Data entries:
<<<<

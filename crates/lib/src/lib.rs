//!
//! Fieldtree: a reactive, tree-structured state container.
//!
//! A tree holds one root value; [`Field`] handles address sub-paths of it,
//! derived lazily with [`Field::at`] and cached forever. Writes anywhere in
//! the tree keep the whole value graph consistent and notify subscribed
//! listeners, synchronously.
//!
//! ## Core Concepts
//!
//! * **Values (`value::Value`)**: The data model: JSON-like primitives plus
//!   `Arc`-backed maps, lists, and sets, so unchanged branches share
//!   structure across writes.
//! * **Fields (`field::Field`)**: Lazily derived, cached handles to
//!   sub-values. Writing a field propagates the edit upward into ancestor
//!   values and back downward into derived descendants.
//! * **Transient edits**: `set_transient_value` buffers an edit at one node
//!   (visible to that subtree only) until `flush_transient` promotes it.
//! * **Accessors (`accessor::Accessor`)**: The pluggable read/update policy
//!   deciding how a key addresses a sub-value inside a container.
//! * **Plugins (`plugin::Plugin`)**: Run against every node at creation,
//!   attaching typed capabilities that handles can retrieve later.
//! * **Events (`event::FieldEvent`)**: Change notifications dispatched after
//!   a write commits, bubbling from each changed node to the root.
//!
//! ## Example
//!
//! ```
//! use fieldtree::{map, new_tree};
//!
//! let root = new_tree(map! { "user" => map! { "name" => "Alice", "age" => 30 } })?;
//! let age = root.at("user")?.at("age")?;
//!
//! let _sub = age.subscribe(|event| {
//!     println!("{} -> {}", event.previous_value(), event.target().value());
//!     Ok(())
//! });
//!
//! age.set_value(31)?;
//! assert_eq!(age.value(), 31);
//! # Ok::<(), fieldtree::Error>(())
//! ```

pub mod accessor;
pub mod event;
pub mod field;
pub mod plugin;
pub mod tree;
pub mod value;

pub use accessor::{Accessor, ValueAccessor};
pub use event::{FieldEvent, Subscription};
pub use field::Field;
pub use plugin::Plugin;
pub use tree::{TreeBuilder, new_tree};
pub use value::{Key, KeyPath, Value};

/// Result type used throughout the fieldtree library.
pub type Result<T> = std::result::Result<T, Error>;

/// Common error type for the fieldtree library.
#[derive(Debug, thiserror::Error)]
pub enum Error {
    #[error("Serialization error: {0}")]
    Serialize(#[from] serde_json::Error),

    /// Structured plugin errors from the plugin module
    #[error(transparent)]
    Plugin(plugin::PluginError),

    /// Structured listener errors from the event module
    #[error(transparent)]
    Event(event::EventError),
}

impl Error {
    /// Get the originating module for this error.
    pub fn module(&self) -> &'static str {
        match self {
            Error::Serialize(_) => "serialize",
            Error::Plugin(_) => "plugin",
            Error::Event(_) => "event",
        }
    }

    /// Check if this error came from a plugin.
    pub fn is_plugin_error(&self) -> bool {
        matches!(self, Error::Plugin(_))
    }

    /// Check if this error is a missing-capability failure.
    pub fn is_capability_error(&self) -> bool {
        match self {
            Error::Plugin(plugin_err) => plugin_err.is_capability_error(),
            _ => false,
        }
    }

    /// Check if this error came from an event listener.
    pub fn is_listener_error(&self) -> bool {
        match self {
            Error::Event(event_err) => event_err.is_listener_error(),
            _ => false,
        }
    }

    /// Check if this error is serialization-related.
    pub fn is_serialization_error(&self) -> bool {
        matches!(self, Error::Serialize(_))
    }
}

>>>>

> Assigned task: Output the records verbatim, from the first line to the last.

> Task output:
filename crates/lib/src/lib.rs
//!
//! Fieldtree: a reactive, tree-structured state container.
//!
//! A tree holds one root value; [`Field`] handles address sub-paths of it,
//! derived lazily with [`Field::at`] and cached forever. Writes anywhere in
//! the tree keep the whole value graph consistent and notify subscribed
//! listeners, synchronously.
//!
//! ## Core Concepts
//!
//! * **Values (`value::Value`)**: The data model: JSON-like primitives plus
//!   `Arc`-backed maps, lists, and sets, so unchanged branches share
//!   structure across writes.
//! * **Fields (`field::Field`)**: Lazily derived, cached handles to
//!   sub-values. Writing a field propagates the edit upward into ancestor
//!   values and back downward into derived descendants.
//! * **Transient edits**: `set_transient_value` buffers an edit at one node
//!   (visible to that subtree only) until `flush_transient` promotes it.
//! * **Accessors (`accessor::Accessor`)**: The pluggable read/update policy
//!   deciding how a key addresses a sub-value inside a container.
//! * **Plugins (`plugin::Plugin`)**: Run against every node at creation,
//!   attaching typed capabilities that handles can retrieve later.
//! * **Events (`event::FieldEvent`)**: Change notifications dispatched after
//!   a write commits, bubbling from each changed node to the root.
//!
//! ## Example
//!
//! ```
//! use fieldtree::{map, new_tree};
//!
//! let root = new_tree(map! { "user" => map! { "name" => "Alice", "age" => 30 } })?;
//! let age = root.at("user")?.at("age")?;
//!
//! let _sub = age.subscribe(|event| {
//!     println!("{} -> {}", event.previous_value(), event.target().value());
//!     Ok(())
//! });
//!
//! age.set_value(31)?;
//! assert_eq!(age.value(), 31);
//! # Ok::<(), fieldtree::Error>(())
//! ```

pub mod accessor;
pub mod event;
pub mod field;
pub mod plugin;
pub mod tree;
pub mod value;

pub use accessor::{Accessor, ValueAccessor};
pub use event::{FieldEvent, Subscription};
pub use field::Field;
pub use plugin::Plugin;
pub use tree::{TreeBuilder, new_tree};
pub use value::{Key, KeyPath, Value};

/// Result type used throughout the fieldtree library.
pub type Result<T> = std::result::Result<T, Error>;

/// Common error type for the fieldtree library.
#[derive(Debug, thiserror::Error)]
pub enum Error {
    #[error("Serialization error: {0}")]
    Serialize(#[from] serde_json::Error),

    /// Structured plugin errors from the plugin module
    #[error(transparent)]
    Plugin(plugin::PluginError),

    /// Structured listener errors from the event module
    #[error(transparent)]
    Event(event::EventError),
}

impl Error {
    /// Get the originating module for this error.
    pub fn module(&self) -> &'static str {
        match self {
            Error::Serialize(_) => "serialize",
            Error::Plugin(_) => "plugin",
            Error::Event(_) => "event",
        }
    }

    /// Check if this error came from a plugin.
    pub fn is_plugin_error(&self) -> bool {
        matches!(self, Error::Plugin(_))
    }

    /// Check if this error is a missing-capability failure.
    pub fn is_capability_error(&self) -> bool {
        match self {
            Error::Plugin(plugin_err) => plugin_err.is_capability_error(),
            _ => false,
        }
    }

    /// Check if this error came from an event listener.
    pub fn is_listener_error(&self) -> bool {
        match self {
            Error::Event(event_err) => event_err.is_listener_error(),
            _ => false,
        }
    }

    /// Check if this error is serialization-related.
    pub fn is_serialization_error(&self) -> bool {
        matches!(self, Error::Serialize(_))
    }
}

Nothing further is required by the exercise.